De toutes façons, en 2017, pour la Présidentielle, il s’agira de choisir le moins pire des Grands Chefs blablateurs susceptibles de défendre les libertés publiques. Je veux dire par là la liberté de presse, de réunion, d’expression, et de religion. Quoi qu’il en coûte, il faudra lutter contre toutes les contraintes étatiques, chercher des alliés non obsédés par le Veau d’Or et les ventres satisfaits des gros banquiers de l’Europe « avidadollars » (pour reprendre une expression savoureuse de Salvador Dali !).
Après les infernaux carnages de Daesh, le 13 novembre 2015 à Paris, l’heure a probablement sonné de prendre ses distances vis-à-vis des idéologues lénifiants et d’écouter en soi-même l’appel impérieux des transcendances qui délivrent le corps, l’âme et l’esprit. Mais saurons-nous laisser toute sa part à cette spiritualité sans dogmes que revendiquait jadis ma vieille complice Marie-Madeleine Davy3 quand elle citait le philosophe Plotin: « Fuir seul vers le Seul »?
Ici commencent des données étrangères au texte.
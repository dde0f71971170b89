//! # Sink Contracts
//!
//! The two storage abstractions the workers write to. Both are expressed as
//! traits so the worker loop can run against Redis/PostgreSQL in production
//! and against the in-memory implementations in tests.

use std::fmt;
use std::future::Future;

use crate::error::SinkError;
use crate::reading::Reading;

/// # Cache Key
///
/// Opaque per-device key of the recent-readings cache, always of the form
/// `"<prefix>:<device_id>"`.
#[derive(Debug, Clone, PartialEq, Eq, Hash)]
pub struct CacheKey(String);

impl CacheKey {
    pub fn for_device(prefix: &str, device_id: i64) -> Self {
        Self(format!("{}:{}", prefix, device_id))
    }

    pub fn as_str(&self) -> &str {
        &self.0
    }
}

impl fmt::Display for CacheKey {
    fn fmt(&self, f: &mut fmt::Formatter<'_>) -> fmt::Result {
        f.write_str(&self.0)
    }
}

/// # Cache Sink
///
/// A per-key list store with Redis list semantics. Indices follow Redis:
/// `0` is the head, negative values count from the tail.
///
/// Implementations are shared by every worker, so they must be cheap to
/// clone and safe for concurrent use.
pub trait CacheSink: Clone + Send + Sync + 'static {
    /// Pushes `entry` to the head of the list stored at `key`.
    fn push_front(&self, key: &CacheKey, entry: &str) -> impl Future<Output = Result<(), SinkError>> + Send;

    /// Keeps only the elements between `start` and `stop` (inclusive).
    fn trim(&self, key: &CacheKey, start: isize, stop: isize) -> impl Future<Output = Result<(), SinkError>> + Send;

    /// Returns the elements between `start` and `stop` (inclusive).
    fn range(&self, key: &CacheKey, start: isize, stop: isize) -> impl Future<Output = Result<Vec<String>, SinkError>> + Send;
}

/// # Durable Sink
///
/// Append-only bulk insert into the historical store. A batch either lands
/// entirely or the call fails; there is no partial success.
///
/// Each worker owns its own instance, hence `&mut self`.
pub trait DurableSink: Send + Sync + 'static {
    fn insert_many(&mut self, readings: &[Reading]) -> impl Future<Output = Result<(), SinkError>> + Send;
}

/// Reads up to `max_entries` recent readings for `device_id`, newest first.
///
/// This is the lookup the read-side service performs; entries that no longer
/// decode as a [`Reading`] are skipped.
pub async fn recent_readings<C: CacheSink>(
    cache: &C,
    prefix: &str,
    device_id: i64,
    max_entries: usize,
) -> Result<Vec<Reading>, SinkError> {
    let key = CacheKey::for_device(prefix, device_id);
    let n = max_entries.max(1) as isize;
    let entries = cache.range(&key, -n, -1).await?;
    Ok(entries
        .iter()
        .filter_map(|entry| match serde_json::from_str::<Reading>(entry) {
            Ok(reading) => Some(reading),
            Err(e) => {
                tracing::warn!(key = %key, error = %e, "skipping undecodable cache entry");
                None
            }
        })
        .collect())
}

#[cfg(test)]
mod tests {
    use super::*;

    #[test]
    fn test_cache_key_format() {
        assert_eq!(CacheKey::for_device("Sensor", 7).as_str(), "Sensor:7");
        assert_eq!(CacheKey::for_device("dev", -1).to_string(), "dev:-1");
    }
}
Dès la parution de son deuxième numéro, on peut tout craindre de REBELLE(S) même l’insurrection poétique puisque nous nous attaquons aux évidences sournoisement hostiles au libre arbitre. Nous prenons à revers tous les prudents d’avance et les sournois calculateurs de réflexes homéostatiques en posant des actes d’Espérance acharnée, dès ici et maintenant. Nous osons même affirmer parfois que le judéo-christianisme n’est pas encore tout à fait mort et peut réveiller la générosité fraternelle innée en chaque être humain Fidèles aux premières revues que nous avons fondées au siècle dernier (Présence et Regards, Ce Temps de lire, et les toujours actuels Cahiers du Sens), nous rêvons encore aujourd’hui de demeurer ce que le poète Rainer Maria Rilke nommait « la mauvaise conscience de son temps ». Dans ce sens, la soumission à la force barbare d’un début de siècle ne passera jamais la rampe dans nos têtes. Et nous n’ignorons pas que toute peur, chez nous, est un aveu d’échec.
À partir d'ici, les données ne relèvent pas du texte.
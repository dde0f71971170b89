//! # Logging Setup
//!
//! Installs the global `tracing` subscriber:
//! - an `EnvFilter` built from `RUST_LOG` when set, else from `LOG_LEVEL`;
//! - a console layer, plain text or JSON;
//! - optionally a JSON file layer rotated daily under `LOG_DIR`.
//!
//! The returned `WorkerGuard` flushes the file writer when dropped, so the
//! caller must keep it alive until exit.

use std::path::Path;

use thiserror::Error;
use tracing_appender::non_blocking::WorkerGuard;
use tracing_appender::{non_blocking, rolling};
use tracing_subscriber::util::SubscriberInitExt;
use tracing_subscriber::{fmt, layer::SubscriberExt, EnvFilter, Layer, Registry};

use crate::configs::{LogConfig, LogFormat};

const LOG_FILE_PREFIX: &str = "server_ingest.log";

#[derive(Debug, Error)]
pub enum LoggingError {
    #[error("invalid log filter '{filter}': {source}")]
    Filter {
        filter: String,
        #[source]
        source: tracing_subscriber::filter::ParseError,
    },
    #[error("cannot create log directory: {0}")]
    Io(#[from] std::io::Error),
    #[error("a global subscriber is already installed: {0}")]
    Init(#[from] tracing_subscriber::util::TryInitError),
}

/// Builds the filter: `RUST_LOG` wins over the configured level.
pub fn env_filter(level: &str) -> Result<EnvFilter, LoggingError> {
    if let Ok(filter) = EnvFilter::try_from_default_env() {
        return Ok(filter);
    }
    EnvFilter::try_new(level).map_err(|source| LoggingError::Filter {
        filter: level.to_string(),
        source,
    })
}

pub fn init_tracing(config: &LogConfig) -> Result<Option<WorkerGuard>, LoggingError> {
    let filter = env_filter(&config.level)?;

    let console: Box<dyn Layer<Registry> + Send + Sync> = match config.format {
        LogFormat::Text => fmt::layer().with_target(true).boxed(),
        LogFormat::Json => fmt::layer().json().with_target(true).boxed(),
    };

    let (file_layer, guard) = match &config.dir {
        Some(dir) => {
            let (writer, guard) = file_writer(dir)?;
            let layer = fmt::layer().with_ansi(false).with_writer(writer).json();
            (Some(layer), Some(guard))
        }
        None => (None, None),
    };

    tracing_subscriber::registry()
        .with(console)
        .with(file_layer)
        .with(filter)
        .try_init()?;

    tracing::info!(level = %config.level, format = ?config.format, dir = ?config.dir, "logging initialized");
    Ok(guard)
}

fn file_writer(dir: &Path) -> Result<(non_blocking::NonBlocking, WorkerGuard), LoggingError> {
    std::fs::create_dir_all(dir)?;
    let appender = rolling::daily(dir, LOG_FILE_PREFIX);
    Ok(non_blocking(appender))
}

#[cfg(test)]
mod tests {
    use super::*;

    #[test]
    fn test_bad_level_is_rejected() {
        if std::env::var_os("RUST_LOG").is_some() {
            return;
        }
        assert!(env_filter("info,lib_ingest=debug").is_ok());
        assert!(matches!(env_filter("lib_ingest=notalevel"), Err(LoggingError::Filter { .. })));
    }

    #[test]
    fn test_file_writer_creates_directory() {
        let tmp = tempfile::tempdir().unwrap();
        let dir = tmp.path().join("logs");
        let (_writer, _guard) = file_writer(&dir).unwrap();
        assert!(dir.is_dir());
    }
}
Dans cette optique, nous tentons encore et encore de méditer l’Actualité avec les yeux perçants du journaliste libre qui tente de réfléchir et se moque absolument d’être repéré dans un camp politique ou dans l’autre. La nosologie est totalitaire et corrompue et étouffe toute responsabilité individuelle. Ceux qui cherchent à nous étiqueter se trompent systématiquement. Quoi qu’il advienne, notre compte est bon : nous ne ferons jamais plaisir à personne puisque nous ne flattons ni la chèvre prétentieuse ni les choux du pouvoir.
Pourtant, notre audace est de proposer en ce début d’année 2016 un DOSSIER intitulé « Liberté et sécurité, un couple infernal ». En ces temps d’élections prochaines en République Française, loin des discours éloquents et des slogans formatés, nous indiquons du doigt où se situent les plus grands périls d’étouffement et de censure, et de nouvelles oppressions. Nous dénonçons sans hésiter l’obscurantisme du terrorisme avec le fusil du stylographe d’antan ou le clavier de notre ordinateur dernier cri. Mais nous refusons de tomber dans une logique de guerre, de tirade en tirade, d’éloquence en éloquence, jusqu’à l’impuissance politique.
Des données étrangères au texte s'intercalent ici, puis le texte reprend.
//! # Data Ingestors Module
//!
//! The "front door" of the pipeline: clients that receive raw messages from
//! an external source and hand them to the intake queue.
//!
//! ## Contained Modules:
//! - **`mqtt_broker`**: The MQTT subscriber that feeds sensor publishes into
//!   the queue and tracks the broker connection state.

/// The MQTT client for the sensor topics.
pub mod mqtt_broker;

// --- Public API Re-exports ---
pub use mqtt_broker::{ConnectionState, MqttConnector};
//! # lib_ingest
//!
//! Telemetry ingestion pipeline. Sensor readings published over MQTT are
//! queued, decoded by a pool of workers, kept as a short per-device history
//! in Redis and stored in batches in PostgreSQL.
//!
//! ```text
//! broker -> MqttConnector -> IntakeQueue -> WorkerPool -> CacheSink (recent N)
//!                                                      -> DurableSink (batched)
//! ```

pub mod configs;
pub mod connections;
pub mod core;
pub mod error;
pub mod reading;

#[cfg(feature = "ingestors")]
pub mod ingestors;

#[cfg(feature = "loggers")]
pub mod loggers;

pub use configs::{IngestArgs, IngestConfig};
pub use error::{IngestError, SinkError, SinkKind};
pub use reading::{RawMessage, Reading};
Avec ou sans Facebook, Google, Youtube et compagnie, n’hésitons pas à le crier : nous savons que la dénonciation de la barbarie de l’État islamique n’est l’apanage d’aucun camp bavard, même pas celui des tribuns vocalisant sur l’échiquier d’un parlement bavard et impuissant depuis si longtemps. Certaines vieilles barbes de 1968 avaient raison : le parlementarisme français est plus éloquent que véritablement utile. Et ce triste constat rend plus précieuses encore certaines plates-formes d’expression indépendante comme REBELLE(S), site y compris.
Avec dédain parfois, sans doute pour nous mettre assurément sur la touche, on nous traite de « poète » quand nous prétendons incarner « le meilleur de la réflexion décalée » sur notre société déclinante, aux relents apocalyptiques.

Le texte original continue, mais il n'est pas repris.